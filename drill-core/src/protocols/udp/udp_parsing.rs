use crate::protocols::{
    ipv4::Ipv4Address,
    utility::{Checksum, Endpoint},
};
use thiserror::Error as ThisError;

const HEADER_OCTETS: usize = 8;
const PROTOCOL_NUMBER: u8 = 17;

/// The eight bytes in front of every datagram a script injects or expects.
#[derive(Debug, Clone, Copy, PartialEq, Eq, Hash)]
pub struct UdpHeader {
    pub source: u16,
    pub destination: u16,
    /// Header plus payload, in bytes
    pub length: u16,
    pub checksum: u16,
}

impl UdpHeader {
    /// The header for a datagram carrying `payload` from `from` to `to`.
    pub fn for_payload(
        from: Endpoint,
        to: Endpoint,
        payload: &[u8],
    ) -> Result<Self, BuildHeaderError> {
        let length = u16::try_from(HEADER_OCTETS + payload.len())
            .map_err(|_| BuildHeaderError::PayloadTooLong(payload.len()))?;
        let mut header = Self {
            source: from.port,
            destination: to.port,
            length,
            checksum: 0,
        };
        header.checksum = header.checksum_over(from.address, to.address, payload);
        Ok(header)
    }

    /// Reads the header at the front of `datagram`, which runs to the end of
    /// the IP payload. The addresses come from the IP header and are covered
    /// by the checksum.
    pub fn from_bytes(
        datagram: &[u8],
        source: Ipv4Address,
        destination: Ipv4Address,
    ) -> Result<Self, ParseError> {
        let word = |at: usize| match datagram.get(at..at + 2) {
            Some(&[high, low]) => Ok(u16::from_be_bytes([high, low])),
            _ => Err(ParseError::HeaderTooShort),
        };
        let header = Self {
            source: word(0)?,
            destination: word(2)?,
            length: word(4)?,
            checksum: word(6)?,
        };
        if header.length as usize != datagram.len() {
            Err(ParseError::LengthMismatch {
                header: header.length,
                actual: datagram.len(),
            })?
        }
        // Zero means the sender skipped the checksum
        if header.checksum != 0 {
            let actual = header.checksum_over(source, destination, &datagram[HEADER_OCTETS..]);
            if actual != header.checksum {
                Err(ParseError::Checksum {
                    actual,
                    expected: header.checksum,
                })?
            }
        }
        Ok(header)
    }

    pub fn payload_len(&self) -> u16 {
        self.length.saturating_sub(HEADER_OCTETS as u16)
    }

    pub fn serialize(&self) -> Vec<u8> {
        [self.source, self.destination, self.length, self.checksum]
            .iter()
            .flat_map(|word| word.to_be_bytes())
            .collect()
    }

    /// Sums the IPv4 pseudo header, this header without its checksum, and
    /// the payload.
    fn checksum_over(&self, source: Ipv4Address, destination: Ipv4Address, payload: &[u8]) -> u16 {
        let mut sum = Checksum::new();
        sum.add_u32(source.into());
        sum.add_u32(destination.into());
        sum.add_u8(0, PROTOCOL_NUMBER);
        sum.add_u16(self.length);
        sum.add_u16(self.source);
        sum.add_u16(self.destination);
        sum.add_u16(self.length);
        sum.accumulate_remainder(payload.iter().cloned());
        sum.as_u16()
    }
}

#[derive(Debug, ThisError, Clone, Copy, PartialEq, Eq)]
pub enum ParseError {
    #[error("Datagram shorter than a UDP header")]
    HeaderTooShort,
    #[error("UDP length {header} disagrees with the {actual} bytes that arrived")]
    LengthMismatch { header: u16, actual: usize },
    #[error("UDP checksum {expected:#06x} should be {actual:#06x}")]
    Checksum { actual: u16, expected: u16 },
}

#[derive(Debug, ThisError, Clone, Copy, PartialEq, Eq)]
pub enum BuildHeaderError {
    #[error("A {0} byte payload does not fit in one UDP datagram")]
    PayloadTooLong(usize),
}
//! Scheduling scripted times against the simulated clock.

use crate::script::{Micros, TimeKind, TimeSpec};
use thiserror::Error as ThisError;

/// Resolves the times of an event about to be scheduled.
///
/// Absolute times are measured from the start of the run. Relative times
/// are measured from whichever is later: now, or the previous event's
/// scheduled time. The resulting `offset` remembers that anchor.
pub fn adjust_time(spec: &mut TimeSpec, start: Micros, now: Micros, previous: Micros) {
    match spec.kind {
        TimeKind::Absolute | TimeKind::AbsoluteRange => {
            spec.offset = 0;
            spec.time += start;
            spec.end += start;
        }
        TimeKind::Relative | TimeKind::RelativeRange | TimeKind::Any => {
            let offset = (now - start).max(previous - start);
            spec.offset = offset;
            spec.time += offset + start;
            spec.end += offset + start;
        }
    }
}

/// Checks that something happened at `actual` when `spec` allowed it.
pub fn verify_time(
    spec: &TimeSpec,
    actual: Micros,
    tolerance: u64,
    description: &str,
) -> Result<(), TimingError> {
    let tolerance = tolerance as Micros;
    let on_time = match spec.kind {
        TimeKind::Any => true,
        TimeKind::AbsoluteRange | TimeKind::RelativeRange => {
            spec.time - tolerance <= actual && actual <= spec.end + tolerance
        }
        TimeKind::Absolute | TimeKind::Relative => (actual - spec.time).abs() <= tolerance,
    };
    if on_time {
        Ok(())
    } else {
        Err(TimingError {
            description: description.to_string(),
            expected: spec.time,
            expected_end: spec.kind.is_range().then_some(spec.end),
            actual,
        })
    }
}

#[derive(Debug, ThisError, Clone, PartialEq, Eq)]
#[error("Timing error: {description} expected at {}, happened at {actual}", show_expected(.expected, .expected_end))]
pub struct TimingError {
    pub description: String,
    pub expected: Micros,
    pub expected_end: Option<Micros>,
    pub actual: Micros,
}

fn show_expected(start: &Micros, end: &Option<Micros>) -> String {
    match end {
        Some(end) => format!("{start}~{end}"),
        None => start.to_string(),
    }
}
...
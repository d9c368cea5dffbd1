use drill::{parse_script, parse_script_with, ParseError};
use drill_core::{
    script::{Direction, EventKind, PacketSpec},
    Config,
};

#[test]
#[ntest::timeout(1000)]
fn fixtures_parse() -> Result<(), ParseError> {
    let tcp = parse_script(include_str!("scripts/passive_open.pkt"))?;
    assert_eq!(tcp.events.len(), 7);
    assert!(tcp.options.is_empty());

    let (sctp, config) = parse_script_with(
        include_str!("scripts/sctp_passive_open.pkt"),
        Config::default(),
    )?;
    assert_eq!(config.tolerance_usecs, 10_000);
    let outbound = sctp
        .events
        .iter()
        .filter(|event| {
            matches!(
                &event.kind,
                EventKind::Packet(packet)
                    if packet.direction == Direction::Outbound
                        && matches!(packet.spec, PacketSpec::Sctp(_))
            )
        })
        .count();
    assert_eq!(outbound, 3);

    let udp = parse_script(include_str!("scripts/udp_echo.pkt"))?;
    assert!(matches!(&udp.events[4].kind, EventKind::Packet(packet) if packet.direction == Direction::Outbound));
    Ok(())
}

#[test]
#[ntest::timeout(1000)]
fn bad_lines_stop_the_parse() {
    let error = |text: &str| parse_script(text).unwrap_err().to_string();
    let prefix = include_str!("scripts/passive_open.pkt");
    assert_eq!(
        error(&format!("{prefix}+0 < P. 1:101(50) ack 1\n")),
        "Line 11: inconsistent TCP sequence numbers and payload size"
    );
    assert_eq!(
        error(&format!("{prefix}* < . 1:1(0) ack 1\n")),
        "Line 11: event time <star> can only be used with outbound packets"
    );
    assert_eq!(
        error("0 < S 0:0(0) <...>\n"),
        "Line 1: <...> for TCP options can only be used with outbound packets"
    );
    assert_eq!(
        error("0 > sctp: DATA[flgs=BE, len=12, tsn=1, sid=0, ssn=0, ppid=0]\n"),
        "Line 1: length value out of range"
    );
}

Task directions —
Beginning with the line containing "repository d9c368cea5dffbd1" in the material above, copy every line exactly until you have copied the line containing "fn fixtures_parse() ->".

Result of the task —
repository d9c368cea5dffbd1
use drill::{parse_script, parse_script_with, ParseError};
use drill_core::{
    script::{Direction, EventKind, PacketSpec},
    Config,
};

#[test]
#[ntest::timeout(1000)]
fn fixtures_parse() -> Result<(), ParseError> {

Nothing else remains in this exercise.